L'unico motivo per cui non mi sono ammazzato è la mia innocenza, che voglio dimostrare fino in fondo”. E poi la fede in Dio gli ha dato un forte sostegno: “La vedi questa croce di legno che porto al collo?”, mi chiede. “Me l'ha regalata il cappellano del carcere, che l'ha pure benedetta con l'acqua santa. Non me la sono mai tolta, e mai la toglierò”. “Non vado in chiesa – ammette – ma parlo con Dio, come un amico”. Lui, l'amico Dio, lo ha salvato due volte dalla morte, dopo due incidenti sul camion. Come passava le lunghe giornate dietro le sbarre? “ Dormendo e fumando”. Tre pacchetti di sigarette al giorno.

E racconta di giorni trascorsi a leggere i giornali, e soprattutto gli articoli che lo riguardavano. Tutti. Dal primo all'ultimo. “Voi avete fatto il vostro dovere. Ma la verità non è quella che avete scritto. Quella è un'altra. E la saprete presto, afferma. Ma per ora nessuna anticipazione. Prima parleranno gli avvocati. E gli atti.

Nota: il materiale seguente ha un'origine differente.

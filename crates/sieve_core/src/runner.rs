//! End-to-end execution of one configured sieve.

use std::time::Instant;

use tracing::info;

use crate::aggregate::summarize;
use crate::config::SieveConfig;
use crate::error::SieveError;
use crate::report::SieveReport;
use crate::sieve::ParallelSieve;

/// Build the marking pool, sieve, summarize and time the whole computation.
///
/// Pool start-up happens before the clock starts; the elapsed time covers
/// store allocation, marking and aggregation.
pub fn run_sieve(config: SieveConfig) -> Result<SieveReport, SieveError> {
    let sieve = ParallelSieve::new(config)?;

    let started = Instant::now();
    let (store, stats) = sieve.run()?;
    let summary = summarize(&store);
    let report = SieveReport {
        elapsed: started.elapsed(),
        limit: config.limit,
        workers: config.workers,
        summary,
    };

    info!(
        limit = report.limit,
        workers = report.workers,
        sieving_primes = stats.sieving_primes,
        blocks = stats.blocks,
        count = report.summary.count,
        elapsed_ms = report.elapsed_ms(),
        "sieve completed"
    );

    Ok(report)
}
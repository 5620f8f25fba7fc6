//! Outer sieve loop: finds each prime up to the square root of the limit
//! and strikes its multiples on the marking pool.

use indicatif::{ProgressBar, ProgressStyle};
use tracing::{debug, trace};

use crate::config::SieveConfig;
use crate::error::SieveError;
use crate::partition::{block_size, partition};
use crate::pool::MarkingPool;
use crate::store::SieveStore;

/// Counters describing a finished marking phase.
#[derive(Debug, Clone, Copy, Default, PartialEq, Eq)]
pub struct SieveStats {
    /// Odd candidates inspected (3 up to the square root of the limit).
    pub candidates: usize,
    /// Candidates that were prime and spawned marking work.
    pub sieving_primes: usize,
    /// Blocks dispatched across all batches.
    pub blocks: usize,
}

/// Parallel Sieve of Eratosthenes bound to one configuration.
#[derive(Debug)]
pub struct ParallelSieve {
    config: SieveConfig,
    pool: MarkingPool,
}

impl ParallelSieve {
    pub fn new(config: SieveConfig) -> Result<Self, SieveError> {
        config.validate()?;
        let pool = MarkingPool::new(config.workers)?;
        Ok(Self { config, pool })
    }

    pub fn config(&self) -> &SieveConfig {
        &self.config
    }

    /// Allocate a store and strike every composite odd index in it.
    #[tracing::instrument(skip_all, fields(limit = self.config.limit))]
    pub fn run(&self) -> Result<(SieveStore, SieveStats), SieveError> {
        let mut store = SieveStore::allocate(self.config.limit)?;
        debug!(
            entries = store.limit() + 1,
            workers = self.pool.workers(),
            "sieve store allocated"
        );
        let stats = self.mark_composites(&mut store);
        debug!(?stats, "marking phase finished");
        Ok((store, stats))
    }

    /// Strike the multiples of every prime `x` with `x * x <= limit`.
    ///
    /// Each prime's batch completes before the next candidate is read, so a
    /// candidate still flagged when reached is guaranteed prime.
    pub fn mark_composites(&self, store: &mut SieveStore) -> SieveStats {
        let limit = store.limit();
        let workers = self.config.workers;
        let mut stats = SieveStats::default();
        let progress = self.progress_bar(limit);

        let mut candidate = 3usize;
        while candidate <= limit / candidate {
            stats.candidates += 1;
            if let Some(bar) = &progress {
                bar.inc(1);
            }

            if store.is_candidate(candidate) {
                let size = block_size(limit, candidate, workers);
                let blocks = partition(store, candidate, size);
                trace!(
                    prime = candidate,
                    block_size = size,
                    blocks = blocks.len(),
                    "dispatching batch"
                );
                stats.sieving_primes += 1;
                stats.blocks += blocks.len();
                self.pool.mark_batch(blocks);
            }

            candidate += 2;
        }

        if let Some(bar) = progress {
            bar.finish_and_clear();
        }

        stats
    }

    fn progress_bar(&self, limit: usize) -> Option<ProgressBar> {
        if !self.config.show_progress {
            return None;
        }

        let total = odd_candidates_up_to_root(limit) as u64;
        if total == 0 {
            return None;
        }

        let template =
            "{spinner:.green} [{elapsed_precise}] [{bar:40.cyan/blue}] {pos}/{len} candidates";
        let bar = ProgressBar::new(total);
        match ProgressStyle::default_bar().template(template) {
            Ok(style) => bar.set_style(style.progress_chars("#>-")),
            Err(error) => debug!(%error, "falling back to default progress style"),
        }
        Some(bar)
    }
}

/// Number of odd values in `[3, floor(sqrt(limit))]`.
fn odd_candidates_up_to_root(limit: usize) -> usize {
    let mut root = 0usize;
    loop {
        let next = root + 1;
        if next > limit / next {
            break;
        }
        root = next;
    }
    if root < 3 {
        0
    } else {
        (root - 3) / 2 + 1
    }
}
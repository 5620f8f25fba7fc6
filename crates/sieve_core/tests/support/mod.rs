#![allow(dead_code)]

use sieve_core::{ParallelSieve, SieveConfig, SieveStats, SieveStore};

/// Run the marking phase for `limit` with `workers` threads.
pub fn sieved_store(limit: usize, workers: usize) -> (SieveStore, SieveStats) {
    let config = SieveConfig::default()
        .with_limit(limit)
        .with_workers(workers);
    ParallelSieve::new(config)
        .expect("sieve should build")
        .run()
        .expect("sieve should run")
}

/// Worker counts exercised by the property tests, from serial to oversubscribed.
pub const WORKER_COUNTS: [usize; 5] = [1, 2, 3, 8, 32];
//! Full-size run at the default limit.

use sieve_core::test_helpers::is_prime_by_trial_division;
use sieve_core::{run_sieve, SieveConfig};

#[test]
#[ignore] // Only run explicitly: cargo test --package sieve_core --test load_tests -- --ignored
fn default_limit_matches_known_totals() {
    let report = run_sieve(SieveConfig::default()).expect("sieve should run");

    println!("{}", report.render_text().trim_end());
    assert_eq!(report.summary.count, 5_761_455);
    assert_eq!(report.summary.sum, 279_209_790_387_276);

    let largest = &report.summary.largest;
    assert_eq!(largest.len(), 10);
    assert_eq!(largest.last(), Some(&99_999_989));
    assert!(largest.iter().all(|&p| is_prime_by_trial_division(p)));
}
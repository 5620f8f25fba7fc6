//! Dense candidate array shared by every marking phase.

use crate::error::SieveError;

/// One flag per integer in `0..=limit`; `true` means "not yet proven composite".
///
/// Even indices above 2 are never marked by the odd-only sieve, so their raw
/// flag carries no meaning. Use [`SieveStore::is_prime`] for a verdict.
#[derive(Debug)]
pub struct SieveStore {
    cells: Vec<bool>,
}

impl SieveStore {
    /// Allocate `limit + 1` candidate flags with 0 and 1 already struck out.
    pub fn allocate(limit: usize) -> Result<Self, SieveError> {
        let entries = limit.saturating_add(1);
        let mut cells = Vec::new();
        cells
            .try_reserve_exact(entries)
            .map_err(|source| SieveError::Allocation { entries, source })?;
        cells.resize(entries, true);

        for cell in cells.iter_mut().take(2) {
            *cell = false;
        }

        Ok(Self { cells })
    }

    /// Largest index held by the store.
    pub fn limit(&self) -> usize {
        self.cells.len() - 1
    }

    /// Raw candidate flag for `n`. Panics when `n` exceeds the limit.
    pub fn is_candidate(&self, n: usize) -> bool {
        self.cells[n]
    }

    /// Final primality verdict for `n`, valid once sieving has completed.
    pub fn is_prime(&self, n: usize) -> bool {
        match n {
            _ if n > self.limit() => false,
            2 => true,
            _ if n % 2 == 0 => false,
            _ => self.cells[n],
        }
    }

    pub(crate) fn cells_mut(&mut self) -> &mut [bool] {
        &mut self.cells
    }
}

I sei mesi nel penitenziario lucchese non sono stati una passeggiata, e meno che mai una vacanza, anche se è sempre andato d'accordo con tutti e, dice, persino gli agenti gli volevano tutti bene. “Ma sono stati mesi orribili, come vivere in una bara chiusa da vivo. Con nelle orecchie una sola musica infernale, quelle delle chiavi delle celle”. Ma la forza, a quanto pare, non gli è mancata, e anzi, ora, ne ha di più: “In carcere – precisa lo “zio” - se vuoi morire muori, se vuoi vivere vivi”.

E lui, Massimo Remorini, ha deciso di farcela: “ Per la verità". "Preparatevi a scirvere - annuncia - ci saranno novità".